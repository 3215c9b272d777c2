// Material classifier - heuristic banding over signal ratio and depth
//
// Decision procedure (first match wins, all comparisons strict):
// 1. ratio > 10 AND depth < 2  => IronMetal
// 2. ratio > 5  AND depth < 3  => Steel
// 3. ratio > 2  AND depth < 5  => Aluminum
// 4. ratio > 1  AND depth < 8  => Copper
// 5. otherwise                 => Unknown
//
// A value exactly on a boundary falls through to the next band.

use serde::{Deserialize, Serialize};

/// Material category of a probed target
#[derive(Debug, Clone, Copy, PartialEq, Eq, Hash, Serialize, Deserialize)]
#[serde(rename_all = "SCREAMING_SNAKE_CASE")]
pub enum MaterialType {
    /// High conductivity, shallow
    IronMetal,
    Steel,
    Aluminum,
    Copper,
    /// No band matched
    Unknown,
}

impl MaterialType {
    pub fn display_name(&self) -> &'static str {
        match self {
            MaterialType::IronMetal => "IRON/METAL",
            MaterialType::Steel => "STEEL",
            MaterialType::Aluminum => "ALUMINUM",
            MaterialType::Copper => "COPPER",
            MaterialType::Unknown => "UNKNOWN",
        }
    }
}

/// Band thresholds in evaluation order: (min ratio, max depth, material)
const BANDS: [(f64, f64, MaterialType); 4] = [
    (10.0, 2.0, MaterialType::IronMetal),
    (5.0, 3.0, MaterialType::Steel),
    (2.0, 5.0, MaterialType::Aluminum),
    (1.0, 8.0, MaterialType::Copper),
];

/// Coarse material feature: raw signal strength per Hz of carrier
///
/// Takes the device magnitude before temperature compensation. Returns 0
/// for a non-positive frequency; the gate rejects those upstream.
pub fn signal_ratio(signal_strength: f64, frequency: f64) -> f64 {
    if frequency > 0.0 {
        signal_strength / frequency
    } else {
        0.0
    }
}

/// Classify a target from its signal ratio and depth
pub fn classify(signal_ratio: f64, depth: f64) -> MaterialType {
    BANDS
        .iter()
        .find(|(min_ratio, max_depth, _)| signal_ratio > *min_ratio && depth < *max_depth)
        .map(|(_, _, material)| *material)
        .unwrap_or(MaterialType::Unknown)
}

#[cfg(test)]
#[path = "classifier_tests.rs"]
mod tests;
// AutobalanceState - persisted corrections for the compass and tilt axes
//
// Offsets default to 0 and scales to 1 (identity) until the matching phase
// finishes. The document is written as a whole; fields missing from an
// older file are filled with these defaults.

use serde::{Deserialize, Serialize};

use super::phase::{AutobalancePhase, PhaseState};
use super::point::{CalibrationPoint, SensorSample};

/// Complete autobalance result set
#[derive(Debug, Clone, PartialEq, Serialize, Deserialize)]
#[serde(default)]
pub struct AutobalanceState {
    pub compass_phase: PhaseState,
    pub horizontal_phase: PhaseState,
    pub vertical_phase: PhaseState,
    pub horizontal_offset_x: f64,
    pub horizontal_offset_y: f64,
    pub horizontal_scale_x: f64,
    pub horizontal_scale_y: f64,
    pub vertical_offset_z: f64,
    pub vertical_scale_z: f64,
    /// Compass declination (degrees); not yet reduced from the points
    pub compass_declination: f64,
    /// Milliseconds since the Unix epoch of the last finished phase
    pub last_calibration_timestamp: Option<u64>,
    /// Raw compass points of the last finished compass phase
    #[serde(skip)]
    pub compass_points: Vec<CalibrationPoint>,
}

impl Default for AutobalanceState {
    fn default() -> Self {
        Self {
            compass_phase: PhaseState::NotStarted,
            horizontal_phase: PhaseState::NotStarted,
            vertical_phase: PhaseState::NotStarted,
            horizontal_offset_x: 0.0,
            horizontal_offset_y: 0.0,
            horizontal_scale_x: 1.0,
            horizontal_scale_y: 1.0,
            vertical_offset_z: 0.0,
            vertical_scale_z: 1.0,
            compass_declination: 0.0,
            last_calibration_timestamp: None,
            compass_points: Vec::new(),
        }
    }
}

impl AutobalanceState {
    pub fn phase_state(&self, phase: AutobalancePhase) -> PhaseState {
        match phase {
            AutobalancePhase::Compass => self.compass_phase,
            AutobalancePhase::Horizontal => self.horizontal_phase,
            AutobalancePhase::Vertical => self.vertical_phase,
        }
    }

    pub(crate) fn set_phase_state(&mut self, phase: AutobalancePhase, state: PhaseState) {
        match phase {
            AutobalancePhase::Compass => self.compass_phase = state,
            AutobalancePhase::Horizontal => self.horizontal_phase = state,
            AutobalancePhase::Vertical => self.vertical_phase = state,
        }
    }

    /// First phase currently collecting, if any
    pub fn collecting_phase(&self) -> Option<AutobalancePhase> {
        AutobalancePhase::ALL
            .into_iter()
            .find(|phase| self.phase_state(*phase).is_collecting())
    }

    /// Whether any phase has been saved
    pub fn any_saved(&self) -> bool {
        AutobalancePhase::ALL
            .iter()
            .any(|phase| self.phase_state(*phase) == PhaseState::Saved)
    }

    /// Apply the finished corrections to a raw sensor sample
    ///
    /// `(x + offset_x) * scale_x` and so on. Axes whose phase has no result
    /// pass through unchanged.
    pub fn correct(&self, sample: &SensorSample) -> SensorSample {
        let mut corrected = *sample;

        if self.horizontal_phase.has_result() {
            corrected.x = (sample.x + self.horizontal_offset_x) * self.horizontal_scale_x;
            corrected.y = (sample.y + self.horizontal_offset_y) * self.horizontal_scale_y;
        }
        if self.vertical_phase.has_result() {
            corrected.z = (sample.z + self.vertical_offset_z) * self.vertical_scale_z;
        }

        corrected
    }

    /// Collecting states cannot survive a reload: their points are gone
    pub(crate) fn normalize_loaded(&mut self) {
        for phase in AutobalancePhase::ALL {
            if self.phase_state(phase).is_collecting() {
                self.set_phase_state(phase, PhaseState::NotStarted);
            }
        }
    }
}

#[cfg(test)]
mod tests {
    use super::*;

    #[test]
    fn test_defaults_are_identity() {
        let state = AutobalanceState::default();
        let sample = SensorSample::new(1.5, -2.0, 9.81, 7);
        assert_eq!(state.correct(&sample), sample);
        assert!(!state.any_saved());
        assert_eq!(state.collecting_phase(), None);
    }

    #[test]
    fn test_correct_applies_finished_axes_only() {
        let state = AutobalanceState {
            horizontal_phase: PhaseState::Saved,
            horizontal_offset_x: -1.0,
            horizontal_offset_y: 0.5,
            vertical_phase: PhaseState::NotStarted,
            vertical_offset_z: -100.0,
            ..Default::default()
        };

        let corrected = state.correct(&SensorSample::new(1.0, 1.0, 9.0, 0));
        assert_eq!(corrected.x, 0.0);
        assert_eq!(corrected.y, 1.5);
        assert_eq!(corrected.z, 9.0);
    }

    #[test]
    fn test_document_default_fills() {
        let json = r#"{ "horizontal_phase": "SAVED", "horizontal_offset_x": -0.25 }"#;
        let state: AutobalanceState = serde_json::from_str(json).unwrap();

        assert_eq!(state.horizontal_phase, PhaseState::Saved);
        assert_eq!(state.horizontal_offset_x, -0.25);
        assert_eq!(state.horizontal_scale_x, 1.0);
        assert_eq!(state.vertical_scale_z, 1.0);
        assert_eq!(state.compass_phase, PhaseState::NotStarted);
    }

    #[test]
    fn test_normalize_loaded_drops_collecting_states() {
        let mut state = AutobalanceState {
            compass_phase: PhaseState::Started,
            vertical_phase: PhaseState::Finished,
            ..Default::default()
        };
        state.normalize_loaded();
        assert_eq!(state.compass_phase, PhaseState::NotStarted);
        assert_eq!(state.vertical_phase, PhaseState::Finished);
    }
}
//! Transport boundary
//!
//! The session only needs "bytes out". Inbound bytes are pushed into the
//! session by whoever owns the link, so the trait has a single method.

use std::fmt;
use std::sync::{Arc, Mutex};

/// Failure reported by a transport collaborator
#[derive(Debug, Clone, PartialEq, Eq)]
pub struct TransportError {
    pub reason: String,
}

impl TransportError {
    pub fn new(reason: impl Into<String>) -> Self {
        Self {
            reason: reason.into(),
        }
    }
}

impl fmt::Display for TransportError {
    fn fmt(&self, f: &mut fmt::Formatter<'_>) -> fmt::Result {
        write!(f, "transport error: {}", self.reason)
    }
}

impl std::error::Error for TransportError {}

impl From<std::io::Error> for TransportError {
    fn from(err: std::io::Error) -> Self {
        Self::new(err.to_string())
    }
}

/// Outbound byte sink for one device link
pub trait Transport: Send {
    /// Send one complete frame
    fn send_bytes(&mut self, bytes: &[u8]) -> Result<(), TransportError>;
}

impl<T: Transport + ?Sized> Transport for Box<T> {
    fn send_bytes(&mut self, bytes: &[u8]) -> Result<(), TransportError> {
        (**self).send_bytes(bytes)
    }
}

/// Recording transport for tests and the CLI
///
/// Clones share the same record, so a test can keep one handle while the
/// session owns another.
#[derive(Clone, Default)]
pub struct MockTransport {
    inner: Arc<Mutex<MockTransportInner>>,
}

#[derive(Default)]
struct MockTransportInner {
    sent: Vec<Vec<u8>>,
    fail_with: Option<String>,
}

impl MockTransport {
    pub fn new() -> Self {
        Self::default()
    }

    /// Frames sent so far, in order
    pub fn sent_frames(&self) -> Vec<Vec<u8>> {
        self.inner
            .lock()
            .map(|inner| inner.sent.clone())
            .unwrap_or_default()
    }

    /// Command byte of every frame sent so far
    pub fn sent_commands(&self) -> Vec<u8> {
        self.sent_frames()
            .iter()
            .filter_map(|frame| frame.get(1).copied())
            .collect()
    }

    pub fn clear_sent(&self) {
        if let Ok(mut inner) = self.inner.lock() {
            inner.sent.clear();
        }
    }

    /// Make every following send fail with `reason` (`None` to recover)
    pub fn set_failure(&self, reason: Option<&str>) {
        if let Ok(mut inner) = self.inner.lock() {
            inner.fail_with = reason.map(str::to_string);
        }
    }
}

impl Transport for MockTransport {
    fn send_bytes(&mut self, bytes: &[u8]) -> Result<(), TransportError> {
        let mut inner = self
            .inner
            .lock()
            .map_err(|_| TransportError::new("mock transport lock poisoned"))?;

        if let Some(reason) = &inner.fail_with {
            return Err(TransportError::new(reason.clone()));
        }
        inner.sent.push(bytes.to_vec());
        Ok(())
    }
}
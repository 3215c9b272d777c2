// Protocol codec error types and constants

use crate::error::ErrorCode;
use log::error;
use std::fmt;

/// Protocol error code constants
///
/// Error code range: 3001-3008
pub struct ProtocolErrorCodes {}

impl ProtocolErrorCodes {
    /// Frame shorter than header + command + length + checksum
    pub const TOO_SHORT: i32 = 3001;

    /// Recomputed checksum differs from the transmitted one
    pub const CHECKSUM_MISMATCH: i32 = 3002;

    /// First byte is not the frame marker
    pub const INVALID_HEADER: i32 = 3003;

    /// Declared payload length disagrees with the bytes present
    pub const LENGTH_MISMATCH: i32 = 3004;

    /// Command byte not present in the active command table
    pub const UNKNOWN_COMMAND: i32 = 3005;

    /// Payload does not fit the 16-bit length field
    pub const INVALID_PAYLOAD_SIZE: i32 = 3006;

    /// Payload bytes do not match the layout required by the command
    pub const MALFORMED_PAYLOAD: i32 = 3007;

    /// Command has no code in the selected transport variant
    pub const UNSUPPORTED_COMMAND: i32 = 3008;
}

/// Log a protocol error with structured context
pub fn log_protocol_error(err: &ProtocolError, context: &str) {
    error!(
        "Protocol error in {}: code={}, component=ProtocolCodec, message={}",
        context,
        err.code(),
        err.message()
    );
}

/// Protocol codec errors
///
/// Every failure to build or parse a frame is reported through one of these
/// variants. A corrupted frame is never coerced into a default packet.
#[derive(Debug, Clone, PartialEq)]
pub enum ProtocolError {
    /// Fewer than 5 bytes were supplied
    TooShort { len: usize },

    /// Checksum byte disagrees with the recomputed sum
    ChecksumMismatch { expected: u8, actual: u8 },

    /// Frame does not start with the header marker
    InvalidHeader { found: u8 },

    /// Declared payload length differs from the bytes available
    LengthMismatch { declared: usize, available: usize },

    /// Command byte is not in the command table
    UnknownCommand { code: u8 },

    /// Payload exceeds the 16-bit length field
    InvalidPayloadSize { size: usize },

    /// Payload layout is wrong for the command
    MalformedPayload { command: &'static str, reason: String },

    /// Command is not available on this transport variant
    UnsupportedCommand {
        command: &'static str,
        variant: &'static str,
    },
}

impl ErrorCode for ProtocolError {
    fn code(&self) -> i32 {
        match self {
            ProtocolError::TooShort { .. } => ProtocolErrorCodes::TOO_SHORT,
            ProtocolError::ChecksumMismatch { .. } => ProtocolErrorCodes::CHECKSUM_MISMATCH,
            ProtocolError::InvalidHeader { .. } => ProtocolErrorCodes::INVALID_HEADER,
            ProtocolError::LengthMismatch { .. } => ProtocolErrorCodes::LENGTH_MISMATCH,
            ProtocolError::UnknownCommand { .. } => ProtocolErrorCodes::UNKNOWN_COMMAND,
            ProtocolError::InvalidPayloadSize { .. } => ProtocolErrorCodes::INVALID_PAYLOAD_SIZE,
            ProtocolError::MalformedPayload { .. } => ProtocolErrorCodes::MALFORMED_PAYLOAD,
            ProtocolError::UnsupportedCommand { .. } => ProtocolErrorCodes::UNSUPPORTED_COMMAND,
        }
    }

    fn message(&self) -> String {
        match self {
            ProtocolError::TooShort { len } => {
                format!("Frame too short: need at least 5 bytes, got {}", len)
            }
            ProtocolError::ChecksumMismatch { expected, actual } => {
                format!(
                    "Checksum mismatch: expected {:#04x}, got {:#04x}",
                    expected, actual
                )
            }
            ProtocolError::InvalidHeader { found } => {
                format!("Invalid header marker {:#04x}", found)
            }
            ProtocolError::LengthMismatch {
                declared,
                available,
            } => {
                format!(
                    "Length mismatch: header declares {} payload bytes, frame carries {}",
                    declared, available
                )
            }
            ProtocolError::UnknownCommand { code } => {
                format!("Unknown command byte {:#04x}", code)
            }
            ProtocolError::InvalidPayloadSize { size } => {
                format!("Payload of {} bytes exceeds the 65535 byte limit", size)
            }
            ProtocolError::MalformedPayload { command, reason } => {
                format!("Malformed {} payload: {}", command, reason)
            }
            ProtocolError::UnsupportedCommand { command, variant } => {
                format!("{} is not supported on the {} transport", command, variant)
            }
        }
    }
}

impl fmt::Display for ProtocolError {
    fn fmt(&self, f: &mut fmt::Formatter<'_>) -> fmt::Result {
        write!(
            f,
            "ProtocolError::{:?} (code {}): {}",
            self,
            self.code(),
            self.message()
        )
    }
}

impl std::error::Error for ProtocolError {}
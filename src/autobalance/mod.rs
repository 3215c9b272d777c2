// Autobalance module - three-phase compass/tilt offset calibration
//
// Components:
// - phase: AutobalancePhase and per-phase PhaseState
// - point: sensor samples and collected calibration points
// - state: persisted AutobalanceState and sample correction
// - store: persistence seam (JSON file, in-memory)
// - machine: synchronous single-writer state machine
// - controller: mutex-guarded machine with tokio timeouts and progress events

pub mod controller;
pub mod machine;
pub mod phase;
pub mod point;
pub mod state;
pub mod store;

pub use controller::{AutobalanceController, AutobalanceEvent};
pub use machine::{
    AutobalanceMachine, AutobalanceParams, PhaseOutcome, StartOutcome, DEFAULT_PHASE_TIMEOUT,
    MIN_CALIBRATION_POINTS,
};
pub use phase::{AutobalancePhase, PhaseState};
pub use point::{CalibrationPoint, SensorSample};
pub use state::AutobalanceState;
pub use store::{AutobalanceStore, JsonFileStore, MemoryStore};
//! Stream-to-frame assembly
//!
//! Transports deliver arbitrary byte chunks. `FrameAssembler` buffers them,
//! resynchronises on the header marker and cuts one frame at a time using
//! the declared length and checksum. Command lookup and payload parsing are
//! left to [`decode`](super::packet::decode).
//!
//! A candidate whose checksum fails gives up only its marker byte, and
//! scanning restarts one byte later. A candidate still waiting for bytes is
//! abandoned the same way as soon as a complete, checksum-valid frame is
//! buffered behind it, so a corrupted length cannot stall the stream.

use crate::error::ProtocolError;

use super::packet::{body_checksum, FRAME_OVERHEAD, HEADER, MAX_PAYLOAD_LEN, PAYLOAD_OFFSET};

/// Default cap on buffered bytes: one maximal frame plus slack
pub const DEFAULT_CAPACITY: usize = MAX_PAYLOAD_LEN + FRAME_OVERHEAD + 1024;

/// Buffers inbound bytes and yields complete candidate frames
#[derive(Debug)]
pub struct FrameAssembler {
    buffer: Vec<u8>,
    capacity: usize,
    discarded: u64,
}

impl FrameAssembler {
    pub fn new() -> Self {
        Self::with_capacity(DEFAULT_CAPACITY)
    }

    pub fn with_capacity(capacity: usize) -> Self {
        Self {
            buffer: Vec::with_capacity(capacity.min(4096)),
            capacity,
            discarded: 0,
        }
    }

    /// Append received bytes
    ///
    /// If the buffer would exceed its capacity, the oldest bytes are dropped.
    pub fn push(&mut self, bytes: &[u8]) {
        self.buffer.extend_from_slice(bytes);
        if self.buffer.len() > self.capacity {
            let overflow = self.buffer.len() - self.capacity;
            self.buffer.drain(..overflow);
            self.discarded += overflow as u64;
        }
    }

    /// Pop the next complete frame, if any
    ///
    /// Yields `Err(ChecksumMismatch)` once per rejected candidate; the
    /// bytes after its marker stay buffered and are scanned again.
    pub fn next_frame(&mut self) -> Option<Result<Vec<u8>, ProtocolError>> {
        loop {
            self.resync();

            match self.candidate_at(0) {
                Candidate::Valid(total) => return Some(Ok(self.buffer.drain(..total).collect())),
                Candidate::Corrupt { expected, actual } => {
                    self.skip_marker();
                    return Some(Err(ProtocolError::ChecksumMismatch { expected, actual }));
                }
                Candidate::Incomplete if self.valid_frame_behind() => self.skip_marker(),
                Candidate::Incomplete => return None,
            }
        }
    }

    fn candidate_at(&self, offset: usize) -> Candidate {
        let bytes = &self.buffer[offset..];
        if bytes.len() < PAYLOAD_OFFSET {
            return Candidate::Incomplete;
        }

        let declared = u16::from_le_bytes([bytes[2], bytes[3]]) as usize;
        let total = declared + FRAME_OVERHEAD;
        if bytes.len() < total {
            return Candidate::Incomplete;
        }

        let expected = body_checksum(&bytes[..total - 1]);
        let actual = bytes[total - 1];
        if expected == actual {
            Candidate::Valid(total)
        } else {
            Candidate::Corrupt { expected, actual }
        }
    }

    /// Whether a later marker starts a complete frame with a valid checksum
    fn valid_frame_behind(&self) -> bool {
        (1..self.buffer.len())
            .filter(|&offset| self.buffer[offset] == HEADER)
            .any(|offset| matches!(self.candidate_at(offset), Candidate::Valid(_)))
    }

    fn skip_marker(&mut self) {
        self.buffer.drain(..1);
        self.discarded += 1;
    }

    /// Drop bytes preceding the next header marker
    fn resync(&mut self) {
        match self.buffer.iter().position(|&b| b == HEADER) {
            Some(0) => {}
            Some(offset) => {
                self.buffer.drain(..offset);
                self.discarded += offset as u64;
            }
            None => {
                self.discarded += self.buffer.len() as u64;
                self.buffer.clear();
            }
        }
    }

    /// Bytes currently buffered
    pub fn buffered(&self) -> usize {
        self.buffer.len()
    }

    /// Total bytes thrown away while resynchronising or on overflow
    pub fn discarded(&self) -> u64 {
        self.discarded
    }

    pub fn clear(&mut self) {
        self.buffer.clear();
    }
}

enum Candidate {
    Incomplete,
    Valid(usize),
    Corrupt { expected: u8, actual: u8 },
}

impl Default for FrameAssembler {
    fn default() -> Self {
        Self::new()
    }
}

impl Iterator for FrameAssembler {
    type Item = Result<Vec<u8>, ProtocolError>;

    fn next(&mut self) -> Option<Self::Item> {
        self.next_frame()
    }
}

━━━━━━━━━━━━━━━━━━━━━━━━━━━━━━

#### TASK
Using the records above, pull out each line where the word "corrections" occurs.

#### ANSWER TO THIS EXERCISE
// AutobalanceState - persisted corrections for the compass and tilt axes
    /// Apply the finished corrections to a raw sensor sample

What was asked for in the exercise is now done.